PRINCIPLES OF GAGE MAKING*

Possibly there is no branch of tool-making that demands more skill and accuracy than does gage making. Little has been published, however, regarding this exacting line of work; one reason for this is that while the gage maker might describe very thoroughly, in detail, the manner in which to make this or that gage, this detail description may not apply to the methods employed in another shop. The object of this chapter is to touch briefly upon the general principles of the different methods generally in use.

Material for Gages

It is becoming the general practice to make gages from machine steel and case-harden them. Machine steel hardened to a depth of 0.003 to 0.005 inch would seem to answer fully as well as tool steel for gages, because a wear of a small fraction of a thousandth of an inch would in any case render the gage useless as a standard. To obtain the very best results from plug or ring gages, however, they should preferably be made of tool steel. This is principally because the gage may spring slightly during the hardening process, and if the gage were made of machine steel and hardened only to a depth of 0.003 inch or thereabouts, the case-hardening could easily be lapped away, leaving soft spots in the gage. This not only shortens the life of the gage, but the soft spot would be charged with emery when lapping the gage to size, so that the finished product would be partly gage and partly lap. On the other hand machine steel is superior to tool steel for snap gages and profile and receiving gages, owing to the fact that these gages are not appreciably distorted during the hardening process.

Fig. 1. Profile Gage

Making Plug Gages

When making plug gages, the best results are obtained by using stock considerably larger than the finished gage size. For instance, if the plug gage is to be 1 inch in diameter it should be made from a bar of steel 1 1/8 inch in diameter or larger. In this way the scale and outer stock that has been decarbonized to a certain degree is entirely removed. The same precaution is applicable to reamers, mandrels, dies and numerous other tools that require hardening. If a plug gage, 1 inch in diameter, were turned from a bar of steel only slightly larger than 1 inch, it would be found after hardening that spots would appear on the surface which would seem to bulge. These spots are hardened, but the surrounding stock is apparently soft. However, if this gage were ground down to 15/16 inch diameter, it would be found to be hardened over its entire surface.

Fig. 2

Fig. 3

The methods of making gages vary greatly in different shops, according to the accuracy required. Some manufacturers do not require gages of greater accuracy than those turned and filed nearly to size, after which they are hardened, and polished to size with emery cloth. In other cases it is necessary to grind the gages to size after hardening. Then, again, in another manufacturing plant the requirements may be more exacting and the gages are ground and lapped. Going still further we find manufacturers who are still more exacting, and demand that gages should be hardened, rough ground, aged, finish ground, lapped and the minute ridges caused by circular lapping entirely removed by lapping the gage lengthwise to size. About 0.0001 inch is removed by this operation. The lapping operation is dealt with in detail in Chapter III.

Profiling Gages

When making a profiling gage of the type shown in Fig. 1, it is a good plan to first make a sheet steel templet to accurately fit the model. A planer tool is then fitted to the templet, and the impression is planed through three gages at the same setting, the three gages afterward being used as master, inspector, and working gages, respectively. Should the profile be of such a size as to render it impracticable to plane the entire surface at once, a series of formed tools are made, together with a male templet, and the impression is planed reasonably close to this templet and then finished by hand. As it is absolutely necessary that the profile be the same over the entire surface, the knife-edge square shown in Fig. 3 will be found exceptionally well adapted for this work. The gages, after hardening, are lapped by hand by means of a flattened copper rod and flour emery, so that they will fit the model perfectly. The appearance of this copper rod is shown in Fig. 2. Should the gage open up a trifle during the hardening process, a common vise will prove an admirable tool for correcting this, as the interior of the machine steel gage is soft.

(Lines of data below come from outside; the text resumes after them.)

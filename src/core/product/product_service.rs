//! A service for managing the product catalog.
//!
//! # Examples
//!
//! ```rust
//! # use std::sync::Arc;
//! # use product_catalog::core::product::{
//! #     memory_repository::InMemoryProductRepository, product_entity::Product,
//! #     product_service::CatalogService,
//! # };
//! # use rust_decimal::Decimal;
//! # tokio_test::block_on(async {
//! let service = CatalogService::new(Arc::new(InMemoryProductRepository::new()));
//! let widget = service
//!     .create(Product::new("Widget", "", Decimal::new(1000, 2), 5))
//!     .await
//!     .unwrap();
//! assert!(widget.id() > 0);
//! assert_eq!("Sin descripción", widget.description());
//! # });
//! ```

use super::{
    product_entity::Product,
    product_repository::ProductRepository,
    product_rules::{validate, validate_id, validate_search_term},
};
use crate::infra::error::{CatalogError, CatalogResult};
use chrono::Utc;
use std::sync::Arc;
use tracing::instrument;

/// Catalog operations over some [`ProductRepository`].
///
/// Holds nothing but the repository, so one instance can serve any number of
/// concurrent callers.
#[derive(Debug)]
pub struct CatalogService<R> {
    repository: Arc<R>,
}

impl<R> Clone for CatalogService<R> {
    fn clone(&self) -> Self {
        Self {
            repository: Arc::clone(&self.repository),
        }
    }
}

impl<R: ProductRepository> CatalogService<R> {
    /// Creates a new service.
    pub fn new(repository: Arc<R>) -> Self {
        Self { repository }
    }

    /// Lists all active products.
    #[instrument(skip(self))]
    pub async fn list_active(&self) -> CatalogResult<Vec<Product>> {
        tracing::info!("Listing products");
        let products = self
            .repository
            .get_all()
            .await
            .map_err(CatalogError::storage("failed to list products"))?;
        tracing::info!("Listed {} products", products.len());
        Ok(products)
    }

    /// Fetches a product, including deleted ones.
    #[instrument(skip(self))]
    pub async fn get_by_id(&self, id: i32) -> CatalogResult<Product> {
        validate_id(id)?;
        let product = self
            .repository
            .get_by_id(id)
            .await
            .map_err(CatalogError::storage(format!("failed to fetch product {id}")))?
            .ok_or(CatalogError::NotFound(id))?;
        tracing::debug!("Found product: {:?}", product);
        Ok(product)
    }

    /// Validates and stores a new product.
    #[instrument(skip_all, fields(name = candidate.name()))]
    pub async fn create(&self, candidate: Product) -> CatalogResult<Product> {
        let mut product = validate(Some(candidate))?.into_inner();
        product.mark_created(Utc::now());
        let product = self
            .repository
            .create(product)
            .await
            .map_err(CatalogError::storage("failed to create product"))?;
        tracing::info!("Created product {}", product.id());
        Ok(product)
    }

    /// Replaces an existing product.
    #[instrument(skip_all, fields(id = candidate.id()))]
    pub async fn update(&self, candidate: Product) -> CatalogResult<Product> {
        let id = candidate.id();
        validate_id(id)?;
        let product = validate(Some(candidate))?.into_inner();
        self.ensure_exists(id).await?;
        let product = self
            .repository
            .update(product)
            .await
            .map_err(CatalogError::storage(format!("failed to update product {id}")))?;
        tracing::info!("Updated product {}", id);
        Ok(product)
    }

    /// Soft-deletes a product.
    #[instrument(skip(self))]
    pub async fn delete(&self, id: i32) -> CatalogResult<bool> {
        validate_id(id)?;
        self.ensure_exists(id).await?;
        let deleted = self
            .repository
            .delete(id)
            .await
            .map_err(CatalogError::storage(format!("failed to delete product {id}")))?;
        tracing::info!("Deactivated product {}: {}", id, deleted);
        Ok(deleted)
    }

    /// Finds active products by name.
    #[instrument(skip(self))]
    pub async fn search_by_name(&self, term: &str) -> CatalogResult<Vec<Product>> {
        validate_search_term(term)?;
        let products = self
            .repository
            .search_by_name(term)
            .await
            .map_err(CatalogError::storage(format!(
                "failed to search products by name: {term}"
            )))?;
        tracing::info!("Found {} products", products.len());
        Ok(products)
    }

    /// Adds `delta` units to a product's stock.
    #[instrument(skip(self))]
    pub async fn adjust_stock(&self, id: i32, delta: i32) -> CatalogResult<bool> {
        validate_id(id)?;
        let context = format!("failed to adjust stock of product {id}");
        let mut product = self
            .repository
            .get_by_id(id)
            .await
            .map_err(CatalogError::storage(context.clone()))?
            .ok_or(CatalogError::NotFound(id))?;
        if let Err(e) = product.adjust_stock(delta) {
            tracing::warn!("Rejected stock adjustment: {}", e);
            return Err(e.into());
        }
        self.repository
            .update(product)
            .await
            .map_err(CatalogError::storage(context))?;
        tracing::info!("Adjusted stock of product {} by {}", id, delta);
        Ok(true)
    }

    async fn ensure_exists(&self, id: i32) -> CatalogResult<()> {
        let exists = self
            .repository
            .exists(id)
            .await
            .map_err(CatalogError::storage(format!("failed to look up product {id}")))?;
        if !exists {
            tracing::warn!("Product {} not found", id);
            return Err(CatalogError::NotFound(id));
        }
        Ok(())
    }
}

Fig. 4. Common Snap Gage with Clearance for Lap

Fig. 5. Cast-iron Lap Adapted to Lapping between Jaws

Snap Gages

The common snap gage, Fig. 4, is carefully machined to within 0.002 inch of the finished size, care being taken to make the faces smooth. The holes C are made to allow clearance for the lap, Fig. 5, which is a cast-iron disk. The gage is case-hardened and gripped in the vise of a milling machine, a hand-operated machine being preferably used for this operation. The lap is placed on the arbor, smeared with emery paste, and set in motion. By moving the table back and forth, the gage can be lapped until the model can just be started to enter, after which the gage should be finished by hand. If the gage is made to dimensions on a drawing instead of to a model, it is advisable to make a temporary end-measuring gage of drill rod and fit the snap gage to this temporary gage.

Fig. 6. Easily Duplicated Snap Gage

Fig. 7. Receiving Gage

Fig. 6 shows a very simple style of snap gage. This type is easily duplicated. In this gage spacers E are used which are made to the required size for the piece to be gaged. The plates F are parallel pieces of hardened steel which have been ground and lapped. When the gage becomes worn, all that is necessary in order to duplicate the original size is to remove the plates, lap the surfaces true, and lap off the required amount on the spacer. A limit gage can be made by adding another plate and using spacers of proper length as shown at G.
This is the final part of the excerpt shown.